Look below for the line that contains "assert_eq!(cs.as_slice(), &[2, 5, 9]);", then copy it and each following line exactly, through and including the line that contains "assert!(!common.contains_all(&a));".

= Source material =
((

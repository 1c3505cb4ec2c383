use core::fmt;

/// Largest number of channels a set holds
pub const CHANSET_MAX: usize = 32;

/// Small ordered set of B-channel numbers.
/// A view on the channels of an interface; it does not own them.
#[derive(Clone, Copy, Default, PartialEq, Eq)]
pub struct Chanset {
    chans: [u8; CHANSET_MAX],
    nchans: usize,
}

impl Chanset {
    pub fn new() -> Self {
        Self::default()
    }

    pub fn single(chan: u8) -> Self {
        let mut cs = Self::new();
        cs.add(chan);
        cs
    }

    pub fn len(&self) -> usize {
        self.nchans
    }

    pub fn is_empty(&self) -> bool {
        self.nchans == 0
    }

    pub fn as_slice(&self) -> &[u8] {
        &self.chans[..self.nchans]
    }

    pub fn iter(&self) -> impl Iterator<Item = u8> + '_ {
        self.as_slice().iter().copied()
    }

    pub fn first(&self) -> Option<u8> {
        self.as_slice().first().copied()
    }

    pub fn contains(&self, chan: u8) -> bool {
        self.as_slice().contains(&chan)
    }

    /// Add a channel, keeping the set ordered. Returns false when already present or full.
    pub fn add(&mut self, chan: u8) -> bool {
        if self.contains(chan) {
            return false;
        }
        if self.nchans == CHANSET_MAX {
            tracing::warn!("chanset full, dropping channel {}", chan);
            return false;
        }
        let pos = self.as_slice().iter().position(|c| *c > chan).unwrap_or(self.nchans);
        self.chans.copy_within(pos..self.nchans, pos + 1);
        self.chans[pos] = chan;
        self.nchans += 1;
        true
    }

    pub fn remove(&mut self, chan: u8) -> bool {
        let Some(pos) = self.as_slice().iter().position(|c| *c == chan) else {
            return false;
        };
        self.chans.copy_within(pos + 1..self.nchans, pos);
        self.nchans -= 1;
        true
    }

    pub fn clear(&mut self) {
        self.nchans = 0;
    }

    /// Add all channels of `other`
    pub fn merge(&mut self, other: &Chanset) {
        for chan in other.iter() {
            self.add(chan);
        }
    }

    /// Keep only channels also present in `other`
    pub fn intersect(&mut self, other: &Chanset) {
        let mut out = Chanset::new();
        for chan in self.iter().filter(|c| other.contains(*c)) {
            out.add(chan);
        }
        *self = out;
    }

    /// True when every channel of `other` is in this set
    pub fn contains_all(&self, other: &Chanset) -> bool {
        other.iter().all(|c| self.contains(c))
    }
}

impl FromIterator<u8> for Chanset {
    fn from_iter<I: IntoIterator<Item = u8>>(iter: I) -> Self {
        let mut cs = Chanset::new();
        for chan in iter {
            cs.add(chan);
        }
        cs
    }
}

impl fmt::Debug for Chanset {
    fn fmt(&self, f: &mut fmt::Formatter<'_>) -> fmt::Result {
        write!(f, "Chanset{:?}", self.as_slice())
    }
}

impl fmt::Display for Chanset {
    fn fmt(&self, f: &mut fmt::Formatter<'_>) -> fmt::Result {
        let names: Vec<String> = self.iter().map(|c| format!("B{}", c)).collect();
        write!(f, "{{{}}}", names.join(","))
    }
}

#[cfg(test)]
mod tests {
    use super::*;

    #[test]
    fn test_ordered_add_remove() {
        let mut cs = Chanset::new();
        assert!(cs.add(5));
        assert!(cs.add(2));
        assert!(!cs.add(5));
        assert!(cs.add(9));
        assert_eq!(cs.as_slice(), &[2, 5, 9]);
        assert!(cs.remove(5));
        assert!(!cs.remove(5));
        assert_eq!(cs.as_slice(), &[2, 9]);
        assert_eq!(cs.to_string(), "{B2,B9}");
    }

    #[test]
    fn test_set_algebra() {
        let a: Chanset = [1, 2, 3].into_iter().collect();
        let b: Chanset = [2, 3, 4].into_iter().collect();

        let mut merged = a;
        merged.merge(&b);
        assert_eq!(merged.as_slice(), &[1, 2, 3, 4]);

        let mut common = a;
        common.intersect(&b);
        assert_eq!(common.as_slice(), &[2, 3]);
        assert!(a.contains_all(&common));
        assert!(!common.contains_all(&a));

        assert_eq!(a, [3, 1, 2].into_iter().collect::<Chanset>());
        assert_ne!(a, b);
    }

    #[test]
    fn test_capacity() {
        let cs: Chanset = (1..=40).collect();
        assert_eq!(cs.len(), CHANSET_MAX);
        assert_eq!(cs.first(), Some(1));
    }
}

))

= Problem solution =
        assert_eq!(cs.as_slice(), &[2, 5, 9]);
        assert!(cs.remove(5));
        assert!(!cs.remove(5));
        assert_eq!(cs.as_slice(), &[2, 9]);
        assert_eq!(cs.to_string(), "{B2,B9}");
    }

    #[test]
    fn test_set_algebra() {
        let a: Chanset = [1, 2, 3].into_iter().collect();
        let b: Chanset = [2, 3, 4].into_iter().collect();

        let mut merged = a;
        merged.merge(&b);
        assert_eq!(merged.as_slice(), &[1, 2, 3, 4]);

        let mut common = a;
        common.intersect(&b);
        assert_eq!(common.as_slice(), &[2, 3]);
        assert!(a.contains_all(&common));
        assert!(!common.contains_all(&a));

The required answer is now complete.